And then yesterday was Jeshuah’s doctor appointment.  We had been growing increasingly concerned about his continued obsession with spinning round objects.  He has been doing it for at least 5 months now. Anything that can be spun, twirled, or rolled, must be done excessively.  It began with his plastic donuts, and when he grew profficient at spinning them, he tried spinning everything. And I mean everything. He tried to spin a stick of butter once. He tries to spin his food, his sippy cup, even his paci gets spun.

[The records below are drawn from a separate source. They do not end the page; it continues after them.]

//! Project registry: discovery plus file-to-project resolution.

use std::path::{Path, PathBuf};
use std::sync::atomic::{AtomicBool, AtomicU64, Ordering};
use std::sync::Arc;

use blits_carton::{is_within, normalize_path, FxHashMap};
use dashmap::DashMap;
use parking_lot::{Mutex, RwLock};
use serde::Serialize;
use tokio::sync::OnceCell;
use tokio::task::JoinHandle;
use url::Url;

use crate::config::AtlasConfig;
use crate::host::WorkspaceHost;
use crate::manifest::{ManifestError, PackageManifest};
use crate::watcher::ChangeWatcher;

/// A discovered Blits project.
#[derive(Debug, Clone, PartialEq, Eq, Serialize)]
#[serde(rename_all = "camelCase")]
pub struct Project {
    /// Normalized absolute directory holding the manifest.
    pub root: PathBuf,
    /// Manifest `name`, or the directory name when absent.
    pub name: String,
    /// Whether the companion formatter plugin is declared.
    pub has_formatter_plugin: bool,
}

/// Outcome of re-reading a manifest after a change event.
#[derive(Debug, Clone, PartialEq, Eq)]
pub enum ManifestChange {
    Added(Project),
    Updated(Project),
    Removed(PathBuf),
    Unchanged,
}

/// Registry of Blits projects in a workspace.
///
/// Construct once per workspace and share the `Arc`; discovery and the
/// manifest watcher hold on to it.
pub struct ProjectRegistry {
    host: Arc<dyn WorkspaceHost>,
    config: AtlasConfig,
    /// Projects keyed by root
    projects: RwLock<FxHashMap<PathBuf, Project>>,
    /// Normalized file path -> owning project root
    file_cache: DashMap<PathBuf, Option<PathBuf>>,
    /// Bumped on every registry mutation
    generation: AtomicU64,
    discovery: OnceCell<()>,
    initiated: AtomicBool,
    completed: AtomicBool,
    watcher: Mutex<Option<JoinHandle<()>>>,
}

impl ProjectRegistry {
    pub fn new(host: Arc<dyn WorkspaceHost>, config: AtlasConfig) -> Arc<Self> {
        Arc::new(Self {
            host,
            config,
            projects: RwLock::new(FxHashMap::default()),
            file_cache: DashMap::new(),
            generation: AtomicU64::new(0),
            discovery: OnceCell::new(),
            initiated: AtomicBool::new(false),
            completed: AtomicBool::new(false),
            watcher: Mutex::new(None),
        })
    }

    pub fn config(&self) -> &AtlasConfig {
        &self.config
    }

    /// Discover projects in the workspace.
    ///
    /// The scan runs once; concurrent and later callers wait for that same
    /// run and get the current project set.
    pub async fn discover(self: &Arc<Self>) -> Vec<Project> {
        self.discovery.get_or_init(|| self.run_discovery()).await;
        self.projects()
    }

    /// Await discovery unless it already completed.
    pub async fn ensure_discovery_started(self: &Arc<Self>) {
        if !self.is_discovery_completed() {
            self.discover().await;
        }
    }

    /// Kick off discovery in the background without waiting for it.
    pub fn start_discovery(self: &Arc<Self>) {
        if self.initiated.swap(true, Ordering::SeqCst) {
            return;
        }

        match tokio::runtime::Handle::try_current() {
            Ok(handle) => {
                let registry = Arc::clone(self);
                handle.spawn(async move {
                    registry.discover().await;
                });
            }
            Err(_) => {
                self.initiated.store(false, Ordering::SeqCst);
                tracing::debug!("no async runtime, discovery deferred");
            }
        }
    }

    pub fn is_discovery_completed(&self) -> bool {
        self.completed.load(Ordering::SeqCst)
    }

    async fn run_discovery(self: &Arc<Self>) {
        self.initiated.store(true, Ordering::SeqCst);

        let roots = self.host.roots();
        if roots.is_empty() {
            tracing::info!("no workspace roots, nothing to discover");
            return;
        }

        tracing::info!(roots = roots.len(), "discovering Blits projects");

        let mut root_project_found = false;
        for root in &roots {
            let root = normalize_path(root);
            let manifest_path = root.join(&self.config.manifest_name);
            if !self.host.exists(&manifest_path) {
                continue;
            }

            let manifest = self
                .host
                .read_to_string_sync(&manifest_path)
                .map_err(|source| ManifestError::Io {
                    path: manifest_path.clone(),
                    source,
                })
                .and_then(|text| parse_manifest(&manifest_path, &text));

            match manifest {
                Ok(manifest) if manifest.declares(&self.config.framework_dependency) => {
                    tracing::info!("found Blits project at workspace root {}", root.display());
                    self.insert_project(self.project_from(&root, &manifest));
                    root_project_found = true;
                }
                Ok(_) => {}
                Err(err) => tracing::warn!("skipping root manifest: {}", err),
            }
        }

        if root_project_found {
            tracing::debug!("workspace root is a project, skipping deep scan");
        } else {
            let manifests = self
                .host
                .find_files(
                    &self.config.manifest_glob(),
                    &self.config.exclude_glob(),
                    self.config.max_manifests,
                )
                .await;
            tracing::debug!(count = manifests.len(), "scanning manifests");

            for manifest_path in manifests {
                let Some(dir) = manifest_path.parent() else {
                    continue;
                };
                match self.load_manifest(&manifest_path).await {
                    Ok(manifest) if manifest.declares(&self.config.framework_dependency) => {
                        let root = normalize_path(dir);
                        tracing::info!("found Blits project at {}", root.display());
                        self.insert_project(self.project_from(&root, &manifest));
                    }
                    Ok(_) => {}
                    Err(err) => tracing::warn!("skipping manifest: {}", err),
                }
            }
        }

        self.completed.store(true, Ordering::SeqCst);
        self.start_watcher();

        tracing::info!(
            projects = self.projects.read().len(),
            "project discovery complete"
        );
    }

    fn start_watcher(self: &Arc<Self>) {
        let watch = match self
            .host
            .watch(&self.config.manifest_glob(), &self.config.exclude_glob())
        {
            Ok(watch) => watch,
            Err(err) => {
                tracing::warn!("manifest changes will not be tracked: {}", err);
                return;
            }
        };

        let handle = ChangeWatcher::new(Arc::downgrade(self), self.config.debounce()).spawn(watch);
        if let Some(previous) = self.watcher.lock().replace(handle) {
            previous.abort();
        }
    }

    /// Root of the innermost project containing `path`.
    ///
    /// Never waits for discovery. Until discovery completes the answer is
    /// provisional and is not cached.
    pub fn project_for_file(self: &Arc<Self>, path: &Path) -> Option<PathBuf> {
        let path = normalize_path(path);

        if let Some(hit) = self.file_cache.get(&path) {
            return hit.value().clone();
        }

        if !self.initiated.load(Ordering::SeqCst) {
            self.start_discovery();
        }

        let generation = self.generation.load(Ordering::SeqCst);
        let result = self.resolve(&path);

        if self.is_discovery_completed() && generation == self.generation.load(Ordering::SeqCst) {
            self.file_cache.insert(path, result.clone());
        }

        result
    }

    fn resolve(&self, path: &Path) -> Option<PathBuf> {
        let projects = self.projects.read();
        let mut roots: Vec<&PathBuf> = projects.keys().collect();
        roots.sort_by(|a, b| b.as_os_str().len().cmp(&a.as_os_str().len()));

        roots
            .into_iter()
            .find(|root| is_within(path, root))
            .cloned()
    }

    pub fn is_file_in_project(self: &Arc<Self>, path: &Path) -> bool {
        self.project_for_file(path).is_some()
    }

    /// Like [`Self::is_file_in_project`], but waits for discovery first.
    pub async fn is_file_in_project_async(self: &Arc<Self>, path: &Path) -> bool {
        self.ensure_discovery_started().await;
        self.project_for_file(path).is_some()
    }

    /// Only `file:` URIs can belong to a project.
    pub fn is_uri_in_project(self: &Arc<Self>, uri: &Url) -> bool {
        if uri.scheme() != "file" {
            return false;
        }
        match uri.to_file_path() {
            Ok(path) => self.is_file_in_project(&path),
            Err(()) => false,
        }
    }

    /// Whether the project owning `path` declares the formatter plugin.
    pub fn has_formatter_plugin(self: &Arc<Self>, path: &Path) -> bool {
        self.project_for_file(path)
            .and_then(|root| self.project(&root))
            .is_some_and(|project| project.has_formatter_plugin)
    }

    pub fn project(&self, root: &Path) -> Option<Project> {
        self.projects.read().get(root).cloned()
    }

    /// All known projects, ordered by root.
    pub fn projects(&self) -> Vec<Project> {
        let mut projects: Vec<Project> = self.projects.read().values().cloned().collect();
        projects.sort_by(|a, b| a.root.cmp(&b.root));
        projects
    }

    /// Re-read a manifest after a change event and update the registry.
    ///
    /// A manifest that can no longer be read or parsed removes its project.
    pub async fn apply_manifest_change(&self, manifest_path: &Path) -> ManifestChange {
        let Some(dir) = manifest_path.parent() else {
            return ManifestChange::Unchanged;
        };
        let root = normalize_path(dir);
        let was_project = self.projects.read().contains_key(&root);

        match self.load_manifest(manifest_path).await {
            Ok(manifest) if manifest.declares(&self.config.framework_dependency) => {
                let project = self.project_from(&root, &manifest);
                if !was_project {
                    tracing::info!("adding Blits project at {}", root.display());
                    self.insert_project(project.clone());
                    return ManifestChange::Added(project);
                }

                let mut projects = self.projects.write();
                if projects.get(&root) == Some(&project) {
                    ManifestChange::Unchanged
                } else {
                    tracing::debug!("updating Blits project at {}", root.display());
                    projects.insert(root, project.clone());
                    ManifestChange::Updated(project)
                }
            }
            Ok(_) if was_project => {
                tracing::info!("removing Blits project at {}", root.display());
                self.remove_project(&root);
                ManifestChange::Removed(root)
            }
            Ok(_) => ManifestChange::Unchanged,
            Err(err) if was_project => {
                tracing::warn!("{}, removing project", err);
                self.remove_project(&root);
                ManifestChange::Removed(root)
            }
            Err(err) => {
                tracing::debug!("ignoring manifest change: {}", err);
                ManifestChange::Unchanged
            }
        }
    }

    /// Drop every cached file lookup.
    pub fn clear_file_cache(&self) {
        self.generation.fetch_add(1, Ordering::SeqCst);
        self.file_cache.clear();
    }

    /// Number of cached file lookups.
    pub fn cached_lookups(&self) -> usize {
        self.file_cache.len()
    }

    /// Stop watching manifests.
    pub fn dispose(&self) {
        if let Some(handle) = self.watcher.lock().take() {
            handle.abort();
        }
        self.clear_file_cache();
    }

    fn insert_project(&self, project: Project) {
        self.projects.write().insert(project.root.clone(), project);
        self.clear_file_cache();
    }

    fn remove_project(&self, root: &Path) {
        self.projects.write().remove(root);
        self.clear_file_cache();
    }

    fn project_from(&self, root: &Path, manifest: &PackageManifest) -> Project {
        let name = manifest
            .name
            .clone()
            .or_else(|| {
                root.file_name()
                    .map(|name| name.to_string_lossy().into_owned())
            })
            .unwrap_or_else(|| root.display().to_string());

        Project {
            root: root.to_path_buf(),
            name,
            has_formatter_plugin: manifest.declares(&self.config.formatter_dependency),
        }
    }

    async fn load_manifest(&self, path: &Path) -> Result<PackageManifest, ManifestError> {
        let text = self
            .host
            .read_to_string(path)
            .await
            .map_err(|source| ManifestError::Io {
                path: path.to_path_buf(),
                source,
            })?;
        parse_manifest(path, &text)
    }
}

impl Drop for ProjectRegistry {
    fn drop(&mut self) {
        if let Some(handle) = self.watcher.get_mut().take() {
            handle.abort();
        }
    }
}

fn parse_manifest(path: &Path, text: &str) -> Result<PackageManifest, ManifestError> {
    PackageManifest::parse(text).map_err(|source| ManifestError::Parse {
        path: path.to_path_buf(),
        source,
    })
}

At first it was highly amusing, albeit it frustrating because I couldn’t get him to play with anything else, or even with me, because all he wanted to do was spin his toys. All. Day. Long.  For five months. In the last few months, we had started limiting his use of spinning toys to encourage him to play with other things, and we found if he woke from a nap and found only his other toys, he is quite content to play with his cars, blocks, puzzles, etc.

However, if he even sees something that can be spun, his whole face lights up and he makes a beeline for it. But once he starts spinning it, he becomes increasingly agitated and upset. The last few weeks he has begun shaking, closing his eyes, and screaming when he sees something spinning. And yet he cannot stop doing it.  It is like a compulsion, and it really upsets him.  That was when we removed every rounded object from our house and determined to talk to the doctor about it.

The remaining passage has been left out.